Human umbilical cord‐derived mesenchymal stem cells (hUC‐MSCs) promote interleukin (IL)−17 release by human peripheral blood mononuclear cells (hPBMCs)/CD4⁺ T cells. (a) hPBMCs (1 × 10⁵) were stimulated with 10 μg/ml phytohaemagglutinin (PHA), with or without different numbers of hUC‐MSCs. (MSCs1: 5 × 10³; MSCs2: 1 × 10⁴; MSCs3: 2 × 10⁴; MSCs4: 5 × 10^4; MSCs5: 1 × 10⁵). The data are expressed as the mean ± standard error of the mean (s.e.m.) from three different experiments, each performed in triplicate. *P < 0·05, **P < 0·01. (b) PHA‐activated‐hPBMCs from 10 donors were co‐cultured with one source of hUC‐MSCs from eight donors were co‐cultured with one source of PHA‐activated hPBMCs.

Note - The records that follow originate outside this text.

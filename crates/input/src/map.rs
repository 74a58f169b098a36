//! Key mapping from terminal events to game actions.

use crate::types::GameAction;
use crossterm::event::{KeyCode, KeyEvent, KeyModifiers};

/// Map keyboard input to game actions.
pub fn handle_key_event(key: KeyEvent) -> Option<GameAction> {
    match key.code {
        // Movement
        KeyCode::Left
        | KeyCode::Char('h')
        | KeyCode::Char('H')
        | KeyCode::Char('a')
        | KeyCode::Char('A') => Some(GameAction::MoveLeft),
        KeyCode::Right
        | KeyCode::Char('l')
        | KeyCode::Char('L')
        | KeyCode::Char('d')
        | KeyCode::Char('D') => Some(GameAction::MoveRight),

        // Rotation
        KeyCode::Char(' ')
        | KeyCode::Up
        | KeyCode::Char('k')
        | KeyCode::Char('K')
        | KeyCode::Char('w')
        | KeyCode::Char('W') => Some(GameAction::Rotate),

        // Loop control
        KeyCode::Char('p') | KeyCode::Char('P') => Some(GameAction::Pause),
        KeyCode::Enter | KeyCode::Char('g') | KeyCode::Char('G') => Some(GameAction::Resume),
        KeyCode::Char('r') | KeyCode::Char('R') => Some(GameAction::Reset),

        _ => None,
    }
}

/// Check if key should quit the game.
pub fn should_quit(key: KeyEvent) -> bool {
    matches!(key.code, KeyCode::Char('q') | KeyCode::Char('Q'))
        || (key.code == KeyCode::Char('c') && key.modifiers.contains(KeyModifiers::CONTROL))
}
//! Gravity timer - the cancellable repeating tick source
//!
//! The timer does not own a thread or an OS timer. The host loop feeds it
//! elapsed wall time through [`GravityTimer::advance`] and receives the number
//! of gravity ticks that fell due. A cancelled timer accumulates nothing, and
//! restarting is idempotent: at most one schedule exists at any time.

use crate::types::GRAVITY_INTERVAL_MS;

#[derive(Debug, Clone, PartialEq, Eq)]
pub struct GravityTimer {
    interval_ms: u64,
    elapsed_ms: u64,
    running: bool,
}

impl GravityTimer {
    /// Create a stopped timer. A zero interval is raised to 1ms.
    pub fn new(interval_ms: u64) -> Self {
        Self {
            interval_ms: interval_ms.max(1),
            elapsed_ms: 0,
            running: false,
        }
    }

    pub fn interval_ms(&self) -> u64 {
        self.interval_ms
    }

    pub fn is_running(&self) -> bool {
        self.running
    }

    /// Arm the timer if it is not already armed
    pub fn start(&mut self) {
        self.running = true;
    }

    /// Disarm the timer and drop any partial interval
    pub fn cancel(&mut self) {
        self.running = false;
        self.elapsed_ms = 0;
    }

    /// Cancel any existing schedule, then start a fresh one
    pub fn restart(&mut self) {
        self.cancel();
        self.start();
    }

    /// Feed elapsed time; returns how many ticks fell due
    pub fn advance(&mut self, elapsed_ms: u64) -> u32 {
        if !self.running {
            return 0;
        }
        self.elapsed_ms += elapsed_ms;
        let fired = self.elapsed_ms / self.interval_ms;
        self.elapsed_ms %= self.interval_ms;
        fired.min(u32::MAX as u64) as u32
    }
}

impl Default for GravityTimer {
    fn default() -> Self {
        Self::new(GRAVITY_INTERVAL_MS)
    }
}
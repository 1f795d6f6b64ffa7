use rand::Rng;

use crate::geometry::{Playfield, Position, Rect};

/// Picks a uniformly random grid-aligned cell inside the playfield
/// interior. Cells under the snake are not excluded.
pub fn random_cell<R: Rng>(rng: &mut R, field: &Playfield) -> Position {
    let inner = field.interior();
    let col = rng.gen_range(0..field.columns());
    let row = rng.gen_range(0..field.rows());
    Position::new(inner.x + col * field.cell, inner.y + row * field.cell)
}

/// `true` once `duration` milliseconds have passed since `activated_at`.
pub fn is_expired(now: u64, activated_at: u64, duration: u64) -> bool {
    now.saturating_sub(activated_at) >= duration
}

#[derive(Copy, Clone, Debug, PartialEq, Eq)]
pub struct Food {
    bounds: Rect,
}

impl Food {
    pub fn at(pos: Position, size: i32) -> Self {
        Self { bounds: Rect::at(pos, size, size) }
    }

    pub fn generate<R: Rng>(&mut self, rng: &mut R, field: &Playfield) {
        let pos = random_cell(rng, field);
        self.bounds.x = pos.x;
        self.bounds.y = pos.y;
    }

    pub fn check_collision(&self, head: &Rect) -> bool {
        head.intersects(&self.bounds)
    }

    #[cfg(test)]
    pub fn position(&self) -> Position {
        self.bounds.origin()
    }

    pub fn bounds(&self) -> Rect {
        self.bounds
    }
}

/// Time-limited food worth extra points. Inactive until `activate` and
/// gone again on expiry or consumption.
#[derive(Clone, Debug)]
pub struct BonusFood {
    item: Food,
    activated_at: Option<u64>,
    duration: u64,
}

impl BonusFood {
    pub fn new(size: i32, duration: u64) -> Self {
        Self { item: Food::at(Position::default(), size), activated_at: None, duration }
    }

    pub fn activate<R: Rng>(&mut self, rng: &mut R, field: &Playfield, now: u64) {
        self.item.generate(rng, field);
        self.activated_at = Some(now);
    }

    pub fn is_active(&self) -> bool {
        self.activated_at.is_some()
    }

    pub fn is_expired(&self, now: u64) -> bool {
        match self.activated_at {
            Some(at) => is_expired(now, at, self.duration),
            None => false,
        }
    }

    /// Deactivates the bonus if its time ran out. Returns whether it did.
    pub fn expire_if_due(&mut self, now: u64) -> bool {
        if self.is_expired(now) {
            self.activated_at = None;
            return true;
        }
        false
    }

    pub fn check_collision(&self, head: &Rect) -> bool {
        self.is_active() && self.item.check_collision(head)
    }

    pub fn consume(&mut self) {
        self.activated_at = None;
    }

    /// Milliseconds left before expiry, `None` when inactive.
    pub fn remaining(&self, now: u64) -> Option<u64> {
        self.activated_at
            .map(|at| self.duration.saturating_sub(now.saturating_sub(at)))
    }

    pub fn duration(&self) -> u64 {
        self.duration
    }

    pub fn bounds(&self) -> Rect {
        self.item.bounds()
    }

    #[cfg(test)]
    pub(crate) fn place(&mut self, pos: Position, now: u64) {
        self.item = Food::at(pos, self.item.bounds().w);
        self.activated_at = Some(now);
    }
}

#[cfg(test)]
mod tests {
    use super::*;
    use rand::SeedableRng;
    use rand::rngs::SmallRng;

    const RNG_SEED: u64 = 0x5EED_F00D;

    fn field() -> Playfield {
        Playfield::new(800, 600, 10, 20)
    }

    #[test]
    fn generated_food_is_aligned_and_inside() {
        let field = field();
        let inner = field.interior();
        let mut rng = SmallRng::seed_from_u64(RNG_SEED);
        let mut food = Food::at(Position::default(), 15);
        for _ in 0..2_000 {
            food.generate(&mut rng, &field);
            let p = food.position();
            assert!(inner.contains(p), "{p:?} outside {inner:?}");
            assert_eq!(p.x % 10, 0);
            assert_eq!(p.y % 10, 0);
        }
    }

    #[test]
    fn generation_reaches_the_corners() {
        let field = field();
        let mut rng = SmallRng::seed_from_u64(RNG_SEED);
        let cells: Vec<Position> = (0..50_000).map(|_| random_cell(&mut rng, &field)).collect();
        assert!(cells.contains(&Position::new(20, 20)));
        assert!(cells.contains(&Position::new(770, 570)));
    }

    #[test]
    fn collision_is_strict_bounding_box_overlap() {
        let food = Food::at(Position::new(55, 50), 15);
        assert!(food.check_collision(&Rect::new(60, 50, 15, 13)));
        assert!(food.check_collision(&Rect::new(41, 37, 15, 14)));
        assert!(!food.check_collision(&Rect::new(40, 50, 15, 13)));
        assert!(!food.check_collision(&Rect::new(70, 50, 15, 13)));
        assert!(!food.check_collision(&Rect::new(55, 65, 15, 13)));
    }

    #[test]
    fn expiry_is_measured_from_activation() {
        assert!(!is_expired(1_000, 1_000, 3_000));
        assert!(!is_expired(3_999, 1_000, 3_000));
        assert!(is_expired(4_000, 1_000, 3_000));
        assert!(is_expired(4_001, 1_000, 3_000));
        // clock going backwards never expires early
        assert!(!is_expired(500, 1_000, 3_000));
    }

    #[test]
    fn bonus_lifecycle() {
        let field = field();
        let mut rng = SmallRng::seed_from_u64(RNG_SEED);
        let mut bonus = BonusFood::new(20, 3_000);
        assert!(!bonus.is_active());
        assert!(!bonus.check_collision(&bonus.bounds()));

        bonus.activate(&mut rng, &field, 10_000);
        assert!(bonus.is_active());
        assert_eq!(bonus.remaining(11_000), Some(2_000));
        assert!(bonus.check_collision(&bonus.bounds()));
        assert!(!bonus.expire_if_due(12_999));

        assert!(bonus.expire_if_due(13_001));
        assert!(!bonus.is_active());
        assert!(!bonus.check_collision(&bonus.bounds()));
        assert_eq!(bonus.remaining(13_001), None);
    }

    #[test]
    fn consumed_bonus_is_gone() {
        let mut bonus = BonusFood::new(20, 3_000);
        bonus.place(Position::new(100, 100), 0);
        bonus.consume();
        assert!(!bonus.is_active());
        assert!(!bonus.expire_if_due(10_000));
    }
}
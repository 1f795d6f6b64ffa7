use std::process;
use std::time::Instant;

use anyhow::{Context, Result};
use clap::Parser;
use macroquad::window::{Conf, next_frame};
use rand::SeedableRng;
use rand::rngs::SmallRng;

mod app;
mod audio;
mod clock;
mod collision;
mod config;
mod food;
mod game;
mod geometry;
mod input;
mod render;
mod score;
mod snake;

use crate::app::App;
use crate::audio::Sounds;
use crate::clock::{FrameLimiter, GameClock};
use crate::config::{CliArgs, GameConfig, SCREEN_HEIGHT, SCREEN_WIDTH};
use crate::input::InputQueue;
use crate::score::JsonFileStore;

fn window_conf() -> Conf {
    Conf {
        window_title: "Snake".to_owned(),
        window_width: SCREEN_WIDTH,
        window_height: SCREEN_HEIGHT,
        window_resizable: false,
        ..Default::default()
    }
}

async fn run(config: GameConfig) -> Result<()> {
    let sounds = Sounds::load().await.context("loading sound effects")?;

    let rng = match config.seed {
        Some(seed) => SmallRng::seed_from_u64(seed),
        None => SmallRng::from_entropy(),
    };
    let mut app = App::new(&config, JsonFileStore, rng);
    let mut input = InputQueue::new();
    let limiter = FrameLimiter::new(config.fps);
    let clock = GameClock::start();
    log::info!("running at {} ticks per second", config.fps);

    while app.is_running() {
        let tick_started = Instant::now();
        let now = clock.now_ms();

        let events = input.poll();
        app.tick(&events, now);
        sounds.play(&app.drain_events(), app.audio_enabled());

        render::present(&render::scene(&app, now));
        next_frame().await;
        limiter.wait(tick_started);
    }

    log::info!("shutting down, best score {}", app.best_score());
    Ok(())
}

#[macroquad::main(window_conf)]
async fn main() {
    env_logger::Builder::from_env(env_logger::Env::default().default_filter_or("info")).init();
    log::info!("snake starting");

    let config = match GameConfig::from_args(CliArgs::parse()) {
        Ok(config) => config,
        Err(err) => {
            log::error!("invalid configuration: {err:#}");
            process::exit(1);
        }
    };

    if let Err(err) = run(config).await {
        log::error!("{err:#}");
        process::exit(1);
    }
}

IL‐17 concentrations in each culture were measured by enzyme‐linked immunosorbent assay (ELISA) and the data represent the mean of single experiments, each performed in triplicate. (c) IL‐17 secretion is shown from CD4⁺ T cells stimulated in the presence or absence of hUC‐MSCs for different days. (d) Quantitative reverse transcription–polymerase chain reaction (qRT–PCR) analysis of RAR‐related orphan receptor C (RORC) transcripts in anti‐CD3/CD28 Dynabeads‐stimulated CD4⁺ T cells in the presence or absence of hUC‐MSCs for different days. The data are expressed as the mean ± s.e.m. from three different experiments, each performed in triplicate. *P < 0·05, **P < 0·01. (e) Flow cytometry analysis of percentages of T helper type 17 (Th17) cells in the presence or absence of hUC‐MSCs for 3 days of culture. All data were excluded from the autofluorescence and were analysed based on four repeat experiments. **P < 0·01.